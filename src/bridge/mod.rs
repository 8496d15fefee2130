/**
 * bridge/mod.rs
 *
 * Callback bridge: native signal and receive callbacks arrive on the event
 * loop worker and are handed, by token, to a per-agent context the caller
 * can block on.
 */

mod latch;
mod registry;
mod trampoline;

pub use latch::Latch;
pub use registry::{registry, Registry, Token};
pub use trampoline::{on_component_state_changed, on_data_received, on_gathering_done, on_new_candidate};

use crossbeam::channel::{self, Receiver, RecvTimeoutError, Sender};
use parking_lot::Mutex;
use std::collections::HashMap;
use std::ffi::CStr;
use std::sync::atomic::{AtomicU64, Ordering};
use std::time::Duration;
use tracing::{debug, info};

use crate::error::WaitError;
use crate::native::types::{
    ComponentState, GCallback, GatheringDoneFunc, NewCandidateFunc, StateChangedFunc,
};

/// Event produced by a trampoline
#[derive(Debug, Clone, PartialEq, Eq)]
pub enum BridgeEvent {
    GatheringDone {
        stream_id: u32,
    },
    StateChanged {
        stream_id: u32,
        component_id: u32,
        state: u32,
    },
    NewCandidate {
        stream_id: u32,
        component_id: u32,
        foundation: String,
    },
    Data(ReceivedData),
}

/// Received payload, copied out of the native buffer
#[derive(Debug, Clone, PartialEq, Eq)]
pub struct ReceivedData {
    pub stream_id: u32,
    pub component_id: u32,
    pub payload: Vec<u8>,
}

/// Candidate announced through `new-candidate`
#[derive(Debug, Clone, PartialEq, Eq)]
pub struct NewCandidate {
    pub stream_id: u32,
    pub component_id: u32,
    pub foundation: String,
}

/// Signals the bridge knows how to receive
#[derive(Debug, Clone, Copy, PartialEq, Eq)]
pub enum Signal {
    CandidateGatheringDone,
    ComponentStateChanged,
    NewCandidate,
}

impl Signal {
    pub const ALL: [Signal; 3] = [
        Signal::CandidateGatheringDone,
        Signal::ComponentStateChanged,
        Signal::NewCandidate,
    ];

    pub fn name(self) -> &'static CStr {
        match self {
            Signal::CandidateGatheringDone => c"candidate-gathering-done",
            Signal::ComponentStateChanged => c"component-state-changed",
            Signal::NewCandidate => c"new-candidate",
        }
    }

    /// Trampoline for this signal, erased to `GCallback`
    pub fn handler(self) -> GCallback {
        // SAFETY: GObject calls the handler back with the signal's own
        // signature, which is the one each trampoline is declared with.
        unsafe {
            match self {
                Signal::CandidateGatheringDone => {
                    std::mem::transmute::<GatheringDoneFunc, GCallback>(on_gathering_done)
                }
                Signal::ComponentStateChanged => {
                    std::mem::transmute::<StateChangedFunc, GCallback>(on_component_state_changed)
                }
                Signal::NewCandidate => {
                    std::mem::transmute::<NewCandidateFunc, GCallback>(on_new_candidate)
                }
            }
        }
    }
}

/// Caller-visible context of one agent.
///
/// Fed only through `dispatch`; everything else is for waiting callers.
pub struct AgentEvents {
    label: String,
    gathering_done: Latch,
    ready: Latch,
    states: Mutex<HashMap<(u32, u32), ComponentState>>,
    data_tx: Sender<ReceivedData>,
    data_rx: Receiver<ReceivedData>,
    candidates_tx: Sender<NewCandidate>,
    candidates_rx: Receiver<NewCandidate>,
    delivered: AtomicU64,
}

impl AgentEvents {
    pub fn new(label: impl Into<String>) -> Self {
        let (data_tx, data_rx) = channel::unbounded();
        let (candidates_tx, candidates_rx) = channel::unbounded();
        Self {
            label: label.into(),
            gathering_done: Latch::new(),
            ready: Latch::new(),
            states: Mutex::new(HashMap::new()),
            data_tx,
            data_rx,
            candidates_tx,
            candidates_rx,
            delivered: AtomicU64::new(0),
        }
    }

    pub fn label(&self) -> &str {
        &self.label
    }

    /// Apply one event. Runs on the delivering thread, so it only sets
    /// latches and enqueues.
    pub fn dispatch(&self, event: BridgeEvent) {
        self.delivered.fetch_add(1, Ordering::Relaxed);
        match event {
            BridgeEvent::GatheringDone { stream_id } => {
                debug!(agent = %self.label, stream_id, "candidate-gathering-done");
                self.gathering_done.fire();
            }
            BridgeEvent::StateChanged {
                stream_id,
                component_id,
                state,
            } => match ComponentState::from_raw(state) {
                Some(state) => {
                    debug!(agent = %self.label, stream_id, component_id, %state, "component state changed");
                    self.states.lock().insert((stream_id, component_id), state);
                    if state == ComponentState::Ready && self.ready.fire() {
                        info!(agent = %self.label, stream_id, component_id, "component ready");
                    }
                }
                None => debug!(agent = %self.label, stream_id, component_id, state, "unknown component state"),
            },
            BridgeEvent::NewCandidate {
                stream_id,
                component_id,
                foundation,
            } => {
                debug!(agent = %self.label, stream_id, component_id, %foundation, "new candidate");
                let _ = self.candidates_tx.send(NewCandidate {
                    stream_id,
                    component_id,
                    foundation,
                });
            }
            BridgeEvent::Data(data) => {
                debug!(
                    agent = %self.label,
                    stream_id = data.stream_id,
                    component_id = data.component_id,
                    len = data.payload.len(),
                    "data received"
                );
                let _ = self.data_tx.send(data);
            }
        }
    }

    pub fn wait_gathering_done(&self, timeout: Duration) -> Result<(), WaitError> {
        self.gathering_done.wait(timeout)
    }

    pub fn is_gathering_done(&self) -> bool {
        self.gathering_done.is_fired()
    }

    /// Wait for any component to report `READY`
    pub fn wait_ready(&self, timeout: Duration) -> Result<(), WaitError> {
        self.ready.wait(timeout)
    }

    pub fn is_ready(&self) -> bool {
        self.ready.is_fired()
    }

    pub fn last_state(&self, stream_id: u32, component_id: u32) -> Option<ComponentState> {
        self.states.lock().get(&(stream_id, component_id)).copied()
    }

    pub fn recv_data(&self, timeout: Duration) -> Result<ReceivedData, WaitError> {
        match self.data_rx.recv_timeout(timeout) {
            Ok(data) => Ok(data),
            Err(RecvTimeoutError::Timeout) | Err(RecvTimeoutError::Disconnected) => {
                Err(WaitError::Timeout(timeout))
            }
        }
    }

    pub fn try_recv_data(&self) -> Option<ReceivedData> {
        self.data_rx.try_recv().ok()
    }

    pub fn recv_new_candidate(&self, timeout: Duration) -> Result<NewCandidate, WaitError> {
        self.candidates_rx
            .recv_timeout(timeout)
            .map_err(|_| WaitError::Timeout(timeout))
    }

    pub fn drain_new_candidates(&self) -> Vec<NewCandidate> {
        self.candidates_rx.try_iter().collect()
    }

    /// Number of events dispatched so far
    pub fn delivered(&self) -> u64 {
        self.delivered.load(Ordering::Relaxed)
    }
}
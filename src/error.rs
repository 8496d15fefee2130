/**
 * error.rs
 *
 * Error types. Absent symbols and native error codes are not errors here:
 * agent and loop operations return neutral values for those.
 */

use std::time::Duration;
use thiserror::Error;

#[derive(Debug, Error)]
pub enum Error {
    #[error("native ICE library not found (tried: {})", tried.join(", "))]
    LibraryNotFound { tried: Vec<String> },

    #[error("required native symbols missing: {}", .0.join(", "))]
    MissingSymbols(Vec<&'static str>),

    #[error("invalid argument: {0}")]
    InvalidArgument(String),

    #[error(transparent)]
    Io(#[from] std::io::Error),
}

/// A caller-side wait that did not observe its signal.
///
/// The native operation may still complete later; the agent stays usable.
#[derive(Debug, Clone, Copy, PartialEq, Eq, Error)]
pub enum WaitError {
    #[error("timed out after {0:?}")]
    Timeout(Duration),
}

/// Description relay errors
#[derive(Debug, Error)]
pub enum SignallingError {
    #[error("Connection failed: {0}")]
    ConnectionFailed(String),
    #[error("Registration failed: {0}")]
    RegistrationFailed(String),
    #[error("Relay error: {0}")]
    Relay(String),
    #[error("Invalid message: {0}")]
    InvalidMessage(String),
}

pub type Result<T, E = Error> = std::result::Result<T, E>;
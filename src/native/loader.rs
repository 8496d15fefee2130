/**
 * native/loader.rs
 *
 * Locates and opens the native ICE library and its GLib runtime.
 *
 * Search order, first successful load wins:
 * 1. explicit override path
 * 2. bundled binary for this OS/arch, copied to a private temp directory
 * 3. conventional system library names
 */

use anyhow::{Context, Result};
use libloading::Library;
use std::fs;
use std::path::{Path, PathBuf};
use tracing::{debug, info, warn};

use crate::config::BridgeConfig;

/// One place the loader will try
#[derive(Debug, Clone, PartialEq, Eq)]
pub enum SearchStep {
    Override(PathBuf),
    Bundled(PathBuf),
    System(&'static str),
}

impl SearchStep {
    pub fn describe(&self) -> String {
        match self {
            SearchStep::Override(path) => format!("override {}", path.display()),
            SearchStep::Bundled(path) => format!("bundled {}", path.display()),
            SearchStep::System(name) => format!("system {}", name),
        }
    }
}

/// Result of a load attempt
pub struct LoadedLibraries {
    pub libraries: Vec<Library>,
    pub primary: Option<SearchStep>,
    pub tried: Vec<String>,
}

/// `<os>-<arch>` directory name of bundled natives
pub fn platform_dir() -> String {
    format!("{}-{}", std::env::consts::OS, std::env::consts::ARCH)
}

/// File names a bundled build may use on this platform
pub fn bundled_file_names() -> &'static [&'static str] {
    if cfg!(target_os = "windows") {
        &["libnice-10.dll"]
    } else if cfg!(target_os = "macos") {
        &["libnice.10.dylib", "libnice.dylib"]
    } else {
        &["libnice.so.10", "libnice.so.10.15.0", "libnice.so"]
    }
}

/// Conventional names handed to the system loader
pub fn system_library_names() -> &'static [&'static str] {
    if cfg!(target_os = "windows") {
        &["libnice-10.dll", "nice-10.dll", "libnice.dll"]
    } else if cfg!(target_os = "macos") {
        &["libnice.10.dylib", "libnice.dylib"]
    } else {
        &["libnice.so.10", "libnice.so"]
    }
}

/// GLib runtime libraries consulted for symbols libnice does not re-export
pub fn companion_library_names() -> &'static [&'static str] {
    if cfg!(target_os = "windows") {
        &["libgobject-2.0-0.dll", "libglib-2.0-0.dll", "libgio-2.0-0.dll"]
    } else if cfg!(target_os = "macos") {
        &["libgobject-2.0.0.dylib", "libglib-2.0.0.dylib", "libgio-2.0.0.dylib"]
    } else {
        &["libgobject-2.0.so.0", "libglib-2.0.so.0", "libgio-2.0.so.0"]
    }
}

/// Ordered list of places to look for the primary library
pub fn search_plan(config: &BridgeConfig) -> Vec<SearchStep> {
    let mut plan = Vec::new();

    if let Some(path) = &config.library_path {
        plan.push(SearchStep::Override(path.clone()));
    }

    if let Some(root) = config.natives_root() {
        let dir = root.join(platform_dir());
        plan.extend(
            bundled_file_names()
                .iter()
                .map(|name| dir.join(name))
                .filter(|path| path.is_file())
                .map(SearchStep::Bundled),
        );
    }

    plan.extend(system_library_names().iter().copied().map(SearchStep::System));
    plan
}

/// Copy a bundled binary into a fresh private directory
pub fn extract_bundled(source: &Path) -> Result<PathBuf> {
    let file_name = source
        .file_name()
        .context("Bundled library path has no file name")?;

    let dir = tempfile::Builder::new()
        .prefix("nice-bridge-natives-")
        .tempdir()
        .context("Failed to create temp directory for bundled library")?
        .keep();

    let target = dir.join(file_name);
    fs::copy(source, &target)
        .with_context(|| format!("Failed to copy {} to {}", source.display(), target.display()))?;

    debug!(from = %source.display(), to = %target.display(), "extracted bundled library");
    Ok(target)
}

fn open_step(step: &SearchStep) -> Result<Library> {
    let library = match step {
        SearchStep::Override(path) => unsafe { Library::new(path) }
            .with_context(|| format!("Failed to open {}", path.display()))?,
        SearchStep::Bundled(path) => {
            let extracted = extract_bundled(path)?;
            unsafe { Library::new(&extracted) }
                .with_context(|| format!("Failed to open {}", extracted.display()))?
        }
        SearchStep::System(name) => {
            unsafe { Library::new(name) }.with_context(|| format!("Failed to open {}", name))?
        }
    };
    Ok(library)
}

/// Walk the search plan and open the primary library plus any companions.
///
/// Never fails: an empty `libraries` list means nothing could be opened.
pub fn load_libraries(config: &BridgeConfig) -> LoadedLibraries {
    let mut tried = Vec::new();
    let mut libraries = Vec::new();
    let mut primary = None;

    for step in search_plan(config) {
        tried.push(step.describe());
        match open_step(&step) {
            Ok(library) => {
                info!(source = %step.describe(), "native ICE library loaded");
                libraries.push(library);
                primary = Some(step);
                break;
            }
            Err(e) => debug!("{:#}", e),
        }
    }

    if primary.is_none() {
        warn!(
            tried = %tried.join(", "),
            "libnice not found; native bindings will not be functional"
        );
    }

    for name in companion_library_names() {
        match unsafe { Library::new(name) } {
            Ok(library) => {
                debug!(library = name, "companion runtime library loaded");
                libraries.push(library);
            }
            Err(e) => debug!(library = name, "companion runtime library unavailable: {}", e),
        }
    }

    LoadedLibraries {
        libraries,
        primary,
        tried,
    }
}

#[cfg(test)]
mod tests {
    use super::*;

    #[test]
    fn override_comes_first_and_system_names_last() {
        let config = BridgeConfig {
            library_path: Some(PathBuf::from("/nowhere/libnice.so")),
            natives_dir: Some(PathBuf::from("/nowhere/natives")),
            ..BridgeConfig::default()
        };
        let plan = search_plan(&config);

        assert_eq!(plan[0], SearchStep::Override(PathBuf::from("/nowhere/libnice.so")));
        let system: Vec<_> = plan[1..].to_vec();
        assert_eq!(
            system,
            system_library_names()
                .iter()
                .copied()
                .map(SearchStep::System)
                .collect::<Vec<_>>()
        );
    }

    #[test]
    fn bundled_files_are_planned_only_when_present() {
        let root = tempfile::tempdir().unwrap();
        let dir = root.path().join(platform_dir());
        fs::create_dir_all(&dir).unwrap();
        let name = bundled_file_names()[0];
        fs::write(dir.join(name), b"not really a library").unwrap();

        let config = BridgeConfig {
            natives_dir: Some(root.path().to_path_buf()),
            ..BridgeConfig::default()
        };
        let plan = search_plan(&config);

        assert_eq!(plan[0], SearchStep::Bundled(dir.join(name)));
        assert_eq!(
            plan.iter().filter(|s| matches!(s, SearchStep::Bundled(_))).count(),
            1
        );
    }

    #[test]
    fn extraction_copies_into_private_directory() {
        let root = tempfile::tempdir().unwrap();
        let source = root.path().join("libnice.so.10");
        fs::write(&source, b"payload").unwrap();

        let extracted = extract_bundled(&source).unwrap();
        assert_ne!(extracted, source);
        assert_eq!(extracted.file_name(), source.file_name());
        assert_eq!(fs::read(&extracted).unwrap(), b"payload");

        fs::remove_dir_all(extracted.parent().unwrap()).unwrap();
    }

    #[test]
    fn unloadable_override_falls_through_without_failing() {
        let root = tempfile::tempdir().unwrap();
        let bogus = root.path().join("libnice.so");
        fs::write(&bogus, b"garbage").unwrap();

        let config = BridgeConfig {
            library_path: Some(bogus.clone()),
            natives_dir: Some(root.path().join("empty")),
            ..BridgeConfig::default()
        };
        let loaded = load_libraries(&config);

        assert_eq!(loaded.tried[0], SearchStep::Override(bogus).describe());
        assert_ne!(
            loaded.primary,
            Some(SearchStep::Override(root.path().join("libnice.so")))
        );
    }
}
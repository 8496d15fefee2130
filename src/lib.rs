#![allow(unused_doc_comments)]
/**
 * This style of comments threw out warnings.
 * This allow statement fixes that
 */

/**
 * lib.rs
 *
 * Runtime-loaded libnice bindings: symbol table, event loop, agent handle
 * and the bridge that turns native callbacks into waitable events.
 */

pub mod agent;
pub mod bridge;
pub mod config;
pub mod error;
pub mod event_loop;
pub mod ffi;
pub mod native;
pub mod signalling;

pub use agent::{Agent, AgentConfig, CandidateSnapshot, Stream};
pub use bridge::{AgentEvents, ReceivedData, Signal};
pub use config::BridgeConfig;
pub use error::{Error, Result, SignallingError, WaitError};
pub use event_loop::{EventLoop, LoopStatus};
pub use native::types::{CandidateTransport, CandidateType, Compatibility, ComponentState};
pub use native::Symbols;
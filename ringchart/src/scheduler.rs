// Copyright 2025 the Ringchart Authors
// SPDX-License-Identifier: Apache-2.0 OR MIT

//! Animation scheduling capability.
//!
//! The chart never reads a clock. It asks a [`Scheduler`] to play an effect and to deliver
//! [`TimerEvent`]s after a delay; the host hands those events back through
//! `RingChart::handle_timer`. [`QueueScheduler`] is a ready-made implementation for hosts that
//! drive a frame clock themselves.

extern crate alloc;

use alloc::vec::Vec;

use crate::effect::{EffectFrame, TransitionEffect};

/// Identifies one transition. Events carrying an older generation are ignored.
#[derive(Clone, Copy, Debug, PartialEq, Eq, Hash, PartialOrd, Ord)]
pub struct Generation(pub u64);

/// A deferred callback requested by a transition.
#[derive(Clone, Copy, Debug, PartialEq, Eq, Hash)]
pub enum TimerEvent {
    /// Halfway through: swap the live dataset.
    Midpoint(Generation),
    /// The effect has finished: return to idle.
    Complete(Generation),
}

impl TimerEvent {
    /// The transition this event belongs to.
    pub fn generation(&self) -> Generation {
        match self {
            Self::Midpoint(g) | Self::Complete(g) => *g,
        }
    }
}

/// Timing primitives provided by the host.
///
/// Times are in seconds. Both calls must return immediately.
pub trait Scheduler {
    /// Starts playing `effect` now, over `duration` seconds.
    fn run_effect(&mut self, effect: TransitionEffect, duration: f64);

    /// Delivers `event` once, `delay` seconds from now.
    fn schedule(&mut self, delay: f64, event: TimerEvent);

    /// Stops the effect started by [`Scheduler::run_effect`], if it is still playing.
    ///
    /// Hosts that sample the chart's own effect instead can leave this as a no-op.
    fn cancel_effect(&mut self) {}
}

#[derive(Clone, Copy, Debug)]
struct Pending {
    due: f64,
    seq: u64,
    event: TimerEvent,
}

#[derive(Clone, Copy, Debug)]
struct RunningEffect {
    effect: TransitionEffect,
    start: f64,
    duration: f64,
}

/// A manual clock with a queue of pending timer events.
///
/// Time only moves through [`QueueScheduler::advance_to`], which returns the events that became
/// due, ordered by due time and then by scheduling order.
#[derive(Clone, Debug, Default)]
pub struct QueueScheduler {
    now: f64,
    seq: u64,
    pending: Vec<Pending>,
    effect: Option<RunningEffect>,
}

impl QueueScheduler {
    /// A scheduler at time `0.0` with nothing pending.
    pub fn new() -> Self {
        Self::default()
    }

    /// The current clock value.
    pub fn now(&self) -> f64 {
        self.now
    }

    /// Number of events not yet delivered.
    pub fn pending_len(&self) -> usize {
        self.pending.len()
    }

    /// Due time of the earliest pending event.
    pub fn next_due(&self) -> Option<f64> {
        self.pending.iter().map(|p| p.due).reduce(f64::min)
    }

    /// Moves the clock to `now` (never backwards) and returns every event due by then.
    pub fn advance_to(&mut self, now: f64) -> Vec<TimerEvent> {
        if now > self.now {
            self.now = now;
        }
        let clock = self.now;
        let (mut due, rest): (Vec<Pending>, Vec<Pending>) =
            self.pending.drain(..).partition(|p| p.due <= clock);
        self.pending = rest;
        due.sort_by(|a, b| a.due.total_cmp(&b.due).then(a.seq.cmp(&b.seq)));
        if let Some(effect) = self.effect
            && clock >= effect.start + effect.duration
        {
            self.effect = None;
        }
        due.into_iter().map(|p| p.event).collect()
    }

    /// The most recently started effect, sampled at the current clock.
    ///
    /// Returns [`EffectFrame::IDENTITY`] once the effect has run its course.
    pub fn effect_frame(&self) -> EffectFrame {
        match self.effect {
            Some(e) => e.effect.sample((self.now - e.start) / e.duration),
            None => EffectFrame::IDENTITY,
        }
    }

    /// Drops every pending event and the running effect.
    pub fn clear(&mut self) {
        self.pending.clear();
        self.effect = None;
    }
}

impl Scheduler for QueueScheduler {
    fn run_effect(&mut self, effect: TransitionEffect, duration: f64) {
        self.effect = Some(RunningEffect {
            effect,
            start: self.now,
            duration,
        });
    }

    fn schedule(&mut self, delay: f64, event: TimerEvent) {
        self.seq += 1;
        self.pending.push(Pending {
            due: self.now + delay.max(0.0),
            seq: self.seq,
            event,
        });
    }

    fn cancel_effect(&mut self) {
        self.effect = None;
    }
}

#[cfg(test)]
mod tests {
    extern crate std;

    use alloc::vec;

    use super::*;

    #[test]
    fn events_are_delivered_in_due_order_once() {
        let mut s = QueueScheduler::new();
        s.schedule(1.0, TimerEvent::Complete(Generation(1)));
        s.schedule(0.5, TimerEvent::Midpoint(Generation(1)));
        s.schedule(0.5, TimerEvent::Midpoint(Generation(2)));
        assert_eq!(s.next_due(), Some(0.5));

        assert!(s.advance_to(0.49).is_empty(), "nothing due yet");
        assert_eq!(
            s.advance_to(0.5),
            vec![
                TimerEvent::Midpoint(Generation(1)),
                TimerEvent::Midpoint(Generation(2)),
            ]
        );
        assert_eq!(s.pending_len(), 1);
        assert_eq!(s.advance_to(10.0), vec![TimerEvent::Complete(Generation(1))]);
        assert!(s.advance_to(20.0).is_empty(), "each event fires once");
    }

    #[test]
    fn clock_never_runs_backwards() {
        let mut s = QueueScheduler::new();
        s.advance_to(2.0);
        s.advance_to(1.0);
        assert_eq!(s.now(), 2.0);
        s.schedule(0.5, TimerEvent::Midpoint(Generation(0)));
        assert_eq!(s.next_due(), Some(2.5));
    }

    #[test]
    fn effect_is_sampled_against_the_clock() {
        let mut s = QueueScheduler::new();
        assert!(s.effect_frame().is_identity(), "idle scheduler");
        s.run_effect(TransitionEffect::default(), 2.0);
        s.advance_to(0.5);
        let frame = s.effect_frame();
        assert!((frame.opacity - 0.5).abs() < 1e-9, "quarter way: half faded");
        s.advance_to(2.0);
        assert!(s.effect_frame().is_identity(), "effect removed on completion");
    }

    #[test]
    fn cancelled_effect_reports_identity() {
        let mut s = QueueScheduler::new();
        s.run_effect(TransitionEffect::default(), 1.0);
        s.schedule(1.0, TimerEvent::Complete(Generation(1)));
        s.advance_to(0.25);
        assert!(!s.effect_frame().is_identity(), "playing");
        s.cancel_effect();
        assert!(s.effect_frame().is_identity(), "stopped");
        assert_eq!(s.pending_len(), 1, "timer events are left alone");
    }

    #[test]
    fn event_generation() {
        assert_eq!(TimerEvent::Complete(Generation(7)).generation(), Generation(7));
    }
}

Directions:
Reproduce exactly the stretch of the material above that starts at the line with "filename src/error.rs" and ends at the line with "pub enum Error", both included, and nothing else.

Written response:
filename src/error.rs
repository 8496d15fefee2130
/**
 * error.rs
 *
 * Error types. Absent symbols and native error codes are not errors here:
 * agent and loop operations return neutral values for those.
 */

use std::time::Duration;
use thiserror::Error;

#[derive(Debug, Error)]
pub enum Error {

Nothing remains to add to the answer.